- Roll Your Own Cryptocurrency
- I’ll Have What He’s Having
- Standing On the Shoulders of Giants: Launching a Token
- Down to the Bottom Dollar
Creating Your Own Cryptocurrency
The first cryptocurrency emerged when Satoshi Nakamoto conceived Bitcoin in 2008. At the time, the world economy was approaching turmoil with the coming of the Great Recession. Economic crises typically result in centralized banks and governments buying themselves out of trouble by printing more money and flooding it into the economy. By contrast, Bitcoin created a financial system of limited supply with new coin mintage designated at strict ten minute intervals. This system ensures that a centralized authority never alters Bitcoin’s supply against its mathematically-based parameters to debase the currency through mass-inflation.
With its first iteration in Bitcoin, blockchain technology empowers all individuals to create their own cryptocurrency. So how would you go about doing this?
Roll Your Own Cryptocurrency
An engineer filled with enthusiasm might want to write all the code from scratch. Inspired with innovative concepts to solve existing, complex problems, he might want to pave his own path, proposing new solutions. This approach looms as a daunting challenge. It is not for the faint of heart. And it is not to be accomplished without powerful resources and time-consuming work.
I’ll Have What He’s Having
Alternatively, open source software provides a popular mechanism for programmers to publish their software and share their code. Projects maintained as open source release their source code to the public on repositories like GitHub. These projects permit anyone to use their software within any specified licensing agreement.
Bitcoin, for example, is an open source software that you can find on GitHub. Anyone can view the code, download it, modify it, and incorporate it into their own project. Consequently, anyone can take the Bitcoin code and use it as the basis for their own cryptocurrency project.
Implement a few modifications to the code and you now have your own new cryptocurrency. Any existing open source cryptocurrency project lends itself to this process.
Charlie Lee created Litecoin this way. He took the Bitcoin code, made minor modification to components like enlarging the block size, then released it as a new and separate project. Litecoin aspired to be a faster, cheaper version of Bitcoin that would facilitate payments and function as a currency to complement Bitcoin’s role as a store or value.
Source code forks lik Litecoin distinguish themselves from hard forks by establishing a new code base and running on a new set of network nodes. A hard fork is simply an upgrade of the original project; it updates the code base of its parent coin and uses the same network nodes as the original blockchain it forks from.
Litecoin also has its own GitHub.
Standing On the Shoulders of Giants: Launching a Token
The Ethereum network enables users to easily create their own cryptocurrency tokens without coding the entire system from scratch and without borrowing from the code of other coins. Ethereum’s ERC-20 standard defines a list of the functions programmers need to follow to create a new token that will operate on the Ethereum blockchain. ERC stands for Ethereum Request for Comment, while the number is an index to reference the proposal.

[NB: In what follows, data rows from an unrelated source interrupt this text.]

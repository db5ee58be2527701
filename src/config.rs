//! 运行时配置
//!
//! 所有配置项都通过 `ConfigSource` 读取，缺失时使用 `DEFAULT_*` 常量。
//! 浏览器端的来源是编译期环境变量，测试中是 `MockEnv`。

use crate::error::{MedResult, MedizapError};
use medizap_shared::namespace;

const DEFAULT_API_BASE_URL: &str = "http://localhost:8000";
const DEFAULT_LOG_LEVEL: log::LevelFilter = log::LevelFilter::Info;

pub const VAR_FIREBASE_API_KEY: &str = "MEDIZAP_FIREBASE_API_KEY";
pub const VAR_FIREBASE_AUTH_DOMAIN: &str = "MEDIZAP_FIREBASE_AUTH_DOMAIN";
pub const VAR_FIREBASE_PROJECT_ID: &str = "MEDIZAP_FIREBASE_PROJECT_ID";
pub const VAR_FIREBASE_STORAGE_BUCKET: &str = "MEDIZAP_FIREBASE_STORAGE_BUCKET";
pub const VAR_FIREBASE_MESSAGING_SENDER_ID: &str = "MEDIZAP_FIREBASE_MESSAGING_SENDER_ID";
pub const VAR_FIREBASE_APP_ID: &str = "MEDIZAP_FIREBASE_APP_ID";
pub const VAR_API_BASE_URL: &str = "MEDIZAP_API_BASE_URL";
pub const VAR_LOG_LEVEL: &str = "MEDIZAP_LOG_LEVEL";
pub const VAR_PROFILE_FAILURE_POLICY: &str = "MEDIZAP_PROFILE_FAILURE_POLICY";

/// 配置来源：按名称读取变量
pub trait ConfigSource {
    fn var(&self, name: &str) -> Option<String>;
}

/// 资料检查失败时的处理策略
#[derive(Debug, Clone, Copy, PartialEq, Eq, Default)]
pub enum ProfileFailurePolicy {
    /// 放行导航，只记录错误
    #[default]
    FailOpen,
    /// 视为需要补全资料，把用户留在资料页
    FailClosed,
}

impl ProfileFailurePolicy {
    pub fn parse(raw: &str) -> Option<Self> {
        match raw.trim().to_ascii_lowercase().as_str() {
            "fail-open" | "open" => Some(Self::FailOpen),
            "fail-closed" | "closed" => Some(Self::FailClosed),
            _ => None,
        }
    }
}

/// Firebase Web SDK 的初始化参数
#[derive(Debug, Clone, Default, PartialEq, Eq, serde::Serialize)]
#[serde(rename_all = "camelCase")]
pub struct FirebaseConfig {
    pub api_key: String,
    pub auth_domain: String,
    pub project_id: String,
    pub storage_bucket: String,
    pub messaging_sender_id: String,
    pub app_id: String,
}

#[derive(Debug, Clone, PartialEq)]
pub struct AppConfig {
    pub firebase: FirebaseConfig,
    pub api_base_url: String,
    pub log_level: log::LevelFilter,
    pub profile_failure_policy: ProfileFailurePolicy,
}

impl AppConfig {
    pub fn from_source(source: &impl ConfigSource) -> Self {
        let text = |name: &str| {
            source
                .var(name)
                .map(|v| v.trim().to_string())
                .unwrap_or_default()
        };

        let log_level = source
            .var(VAR_LOG_LEVEL)
            .and_then(|v| v.trim().parse::<log::LevelFilter>().ok())
            .unwrap_or(DEFAULT_LOG_LEVEL);

        let profile_failure_policy = match source.var(VAR_PROFILE_FAILURE_POLICY) {
            Some(raw) => ProfileFailurePolicy::parse(&raw).unwrap_or_else(|| {
                log::warn!(
                    target: "medizap::config",
                    "Unknown {} value {:?}, using fail-open",
                    VAR_PROFILE_FAILURE_POLICY,
                    raw
                );
                ProfileFailurePolicy::FailOpen
            }),
            None => ProfileFailurePolicy::default(),
        };

        let api_base_url = source
            .var(VAR_API_BASE_URL)
            .map(|v| v.trim().trim_end_matches('/').to_string())
            .filter(|v| !v.is_empty())
            .unwrap_or_else(|| DEFAULT_API_BASE_URL.to_string());

        Self {
            firebase: FirebaseConfig {
                api_key: text(VAR_FIREBASE_API_KEY),
                auth_domain: text(VAR_FIREBASE_AUTH_DOMAIN),
                project_id: text(VAR_FIREBASE_PROJECT_ID),
                storage_bucket: text(VAR_FIREBASE_STORAGE_BUCKET),
                messaging_sender_id: text(VAR_FIREBASE_MESSAGING_SENDER_ID),
                app_id: text(VAR_FIREBASE_APP_ID),
            },
            api_base_url,
            log_level,
            profile_failure_policy,
        }
    }

    pub fn validate(&self) -> MedResult<()> {
        if self.firebase.api_key.is_empty() {
            return Err(MedizapError::invalid_input(format!("{VAR_FIREBASE_API_KEY} is not set"))
                .in_op("config.validate"));
        }
        if self.firebase.project_id.is_empty() {
            return Err(
                MedizapError::invalid_input(format!("{VAR_FIREBASE_PROJECT_ID} is not set"))
                    .in_op("config.validate"),
            );
        }
        Ok(())
    }

    /// 存储路径中的 `appId`
    pub fn app_namespace(&self) -> &str {
        namespace(&self.firebase.project_id)
    }
}

#[cfg(test)]
mod tests {
    use super::*;
    use crate::adapter::tests::MockEnv;

    #[test]
    fn test_defaults_when_unset() {
        let config = AppConfig::from_source(&MockEnv::new());
        assert_eq!(config.api_base_url, "http://localhost:8000");
        assert_eq!(config.log_level, log::LevelFilter::Info);
        assert_eq!(config.profile_failure_policy, ProfileFailurePolicy::FailOpen);
        assert_eq!(config.app_namespace(), "default-app-id");
        assert_eq!(
            config.validate().unwrap_err().kind,
            crate::error::ErrorKind::InvalidInput
        );
    }

    #[test]
    fn test_reads_all_vars() {
        let env = MockEnv::new()
            .with_var(VAR_FIREBASE_API_KEY, "key-123")
            .with_var(VAR_FIREBASE_PROJECT_ID, "medizap-prod")
            .with_var(VAR_API_BASE_URL, "https://api.medizap.example/")
            .with_var(VAR_LOG_LEVEL, "debug")
            .with_var(VAR_PROFILE_FAILURE_POLICY, "fail-closed");
        let config = AppConfig::from_source(&env);

        assert!(config.validate().is_ok());
        assert_eq!(config.api_base_url, "https://api.medizap.example");
        assert_eq!(config.log_level, log::LevelFilter::Debug);
        assert_eq!(config.profile_failure_policy, ProfileFailurePolicy::FailClosed);
        assert_eq!(config.app_namespace(), "medizap-prod");
    }

    #[test]
    fn test_unknown_policy_falls_back_to_open() {
        let env = MockEnv::new().with_var(VAR_PROFILE_FAILURE_POLICY, "strict");
        assert_eq!(
            AppConfig::from_source(&env).profile_failure_policy,
            ProfileFailurePolicy::FailOpen
        );
    }
}
//! 表单状态管理模块
//!
//! 将零散的 signal 整合为 `FormState` 结构体，负责数据的持有、重置与转换。

use leptos::prelude::*;
use medizap::shared::{NewReminder, RawTime};

/// 新建提醒的表单状态
///
/// 使用 `RwSignal` 因为它实现了 `Copy` trait，非常适合作为 Props 在组件间传递。
#[derive(Clone, Copy)]
pub struct FormState {
    pub title: RwSignal<String>,
    pub message: RwSignal<String>,
    /// `datetime-local` 输入框的原始值
    pub when: RwSignal<String>,
}

impl FormState {
    pub fn new() -> Self {
        Self {
            title: RwSignal::new(String::new()),
            message: RwSignal::new(String::new()),
            when: RwSignal::new(String::new()),
        }
    }

    pub fn reset(&self) {
        self.title.set(String::new());
        self.message.set(String::new());
        self.when.set(String::new());
    }

    /// 将表单状态转换为写入载荷
    pub fn to_request(&self) -> Result<NewReminder, String> {
        build_reminder(&self.title.get(), &self.message.get(), &self.when.get())
    }
}

impl Default for FormState {
    fn default() -> Self {
        Self::new()
    }
}

fn build_reminder(title: &str, message: &str, when: &str) -> Result<NewReminder, String> {
    let (title, message) = (title.trim(), message.trim());
    if title.is_empty() && message.is_empty() {
        return Err("Please enter a title or a message".to_string());
    }
    let at = RawTime::Text(when.to_string())
        .to_date_time()
        .ok_or_else(|| "Please pick a valid date and time".to_string())?;
    Ok(NewReminder::new(title, message, at))
}

#[cfg(test)]
mod tests {
    use super::*;

    #[test]
    fn test_build_reminder_requires_label_and_time() {
        assert!(build_reminder("  ", "", "2026-01-05T09:30").is_err());
        assert!(build_reminder("Metformin", "", "tomorrow").is_err());

        let reminder = build_reminder(" Metformin ", "", "2026-01-05T09:30:00Z").unwrap();
        assert_eq!(reminder.title, "Metformin");
        assert_eq!(reminder.date_time.as_millis(), 1_767_605_400_000);
        assert!(!reminder.is_dismissed);
    }
}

To implement the ERC-20 token standard to create your cryptocurrency, you would code all the elements required. These elements include a name for the currency and its symbol (e.g., the ticker for the currency, like BTC for Bitcoin and ETH for Ether). You would build code to determine the total supply of coins for your currency, and then you would program a function to return the current balance of a given account. Finally, you would also program functions to transfer coins from one account to another, as well as a variety of other necessary coding functions.

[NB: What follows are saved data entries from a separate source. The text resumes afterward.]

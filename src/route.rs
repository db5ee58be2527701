//! 路由定义模块 - 领域模型
//!
//! 纯粹的业务逻辑层，不依赖于 DOM。

use std::fmt::Display;

const DASHBOARD_PREFIX: &str = "/dashboard/";

/// 应用路由枚举
#[derive(Debug, Clone, PartialEq, Eq, Hash, Default)]
pub enum AppRoute {
    /// 落地页
    #[default]
    Home,
    Login,
    /// 控制面板首页 (需要认证)
    Dashboard,
    /// 资料补全页 (需要认证)
    Profile,
    Reminders,
    /// 其余 `/dashboard/<name>` 子页面
    Section(String),
    /// 页面未找到
    NotFound,
}

impl AppRoute {
    /// 将 URL path 解析为路由枚举，忽略查询串与末尾斜杠
    pub fn from_path(path: &str) -> Self {
        let path = path.split(['?', '#']).next().unwrap_or_default();
        let trimmed = path.trim_end_matches('/');
        match trimmed {
            "" => Self::Home,
            "/login" => Self::Login,
            "/dashboard" => Self::Dashboard,
            "/dashboard/profile" => Self::Profile,
            "/dashboard/reminders" => Self::Reminders,
            other => match other.strip_prefix(DASHBOARD_PREFIX) {
                Some(name) if is_section_name(name) => Self::Section(name.to_string()),
                _ => Self::NotFound,
            },
        }
    }

    /// 获取路由对应的 URL path
    pub fn to_path(&self) -> String {
        match self {
            Self::Home => "/".to_string(),
            Self::Login => "/login".to_string(),
            Self::Dashboard => "/dashboard".to_string(),
            Self::Profile => "/dashboard/profile".to_string(),
            Self::Reminders => "/dashboard/reminders".to_string(),
            Self::Section(name) => format!("{DASHBOARD_PREFIX}{name}"),
            Self::NotFound => "/404".to_string(),
        }
    }

    /// 该路由是否需要认证
    pub fn requires_auth(&self) -> bool {
        matches!(
            self,
            Self::Dashboard | Self::Profile | Self::Reminders | Self::Section(_)
        )
    }
}

fn is_section_name(name: &str) -> bool {
    !name.is_empty()
        && name
            .chars()
            .all(|c| c.is_ascii_alphanumeric() || c == '-' || c == '_')
}

impl Display for AppRoute {
    fn fmt(&self, f: &mut std::fmt::Formatter<'_>) -> std::fmt::Result {
        write!(f, "{}", self.to_path())
    }
}

#[cfg(test)]
mod tests {
    use super::*;

    #[test]
    fn test_from_path() {
        assert_eq!(AppRoute::from_path("/"), AppRoute::Home);
        assert_eq!(AppRoute::from_path("/login?next=x"), AppRoute::Login);
        assert_eq!(AppRoute::from_path("/dashboard/"), AppRoute::Dashboard);
        assert_eq!(AppRoute::from_path("/dashboard/profile"), AppRoute::Profile);
        assert_eq!(AppRoute::from_path("/dashboard/reminders"), AppRoute::Reminders);
        assert_eq!(
            AppRoute::from_path("/dashboard/prescriptions"),
            AppRoute::Section("prescriptions".into())
        );
        assert_eq!(AppRoute::from_path("/dashboard/a/b"), AppRoute::NotFound);
        assert_eq!(AppRoute::from_path("/elsewhere"), AppRoute::NotFound);
    }

    #[test]
    fn test_paths_round_trip_for_known_routes() {
        for route in [
            AppRoute::Home,
            AppRoute::Login,
            AppRoute::Dashboard,
            AppRoute::Profile,
            AppRoute::Reminders,
            AppRoute::Section("news".into()),
        ] {
            assert_eq!(AppRoute::from_path(&route.to_path()), route);
        }
    }

    #[test]
    fn test_requires_auth() {
        assert!(!AppRoute::Home.requires_auth());
        assert!(!AppRoute::Login.requires_auth());
        assert!(AppRoute::Section("x".into()).requires_auth());
        assert!(AppRoute::Profile.requires_auth());
    }
}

The benefits of this approach are that you do not have to implement your own blockchain. Your token will store on existing wallets; you will not have to create a new wallet or add a new feature to an existing wallet. From the word go, it will also operate on a viable network of active nodes.
The Ethereum Organization provides a step-by-step guide on how to do this from the beginning through the end stage of deployment.
The Waves platform makes launching your own token even easier. For Waves, you do not need to know how to program, and a new currency can be set up in a minute or so.
An Ethereum ERC-20 token can represent numerous tokenized assets (investment contracts, an IOU, a game token, etc.), but Waves focuses on creating tokens for trading money on an exchange. Tokens created on Waves are tied to a fiat currency, and they are then traded essentially as a stand-in for that currency. For example, a new Wave token called MyLovelyNewCoin might be tied to the U.S. dollar. Each MyLovelyTokenCoin represents one dollar. This reduces costs for the transfer and speeds-up the transaction. Alternatively, Waves can also use established cryptocurrencies such as Bitcoin to serve as the base behind a Waves token.
Down to the Bottom Dollar
Andy Warhol famously said that, in the future, everyone would be famous for fifteen minutes. Traditionally, only governments and powerful organizations have issued currency. But in this day and age, technology empowers everyone with the ability to create his/her own private currency. You can create your own economy, even if lasts for less than fifteen minutes.
Regardless of the process used, we’ll likely see individuals continue to add to the growing list of more than 1,500 cryptocurrencies currently in circulation. People may even do this if for no other reason than to stamp a coin with their own identity.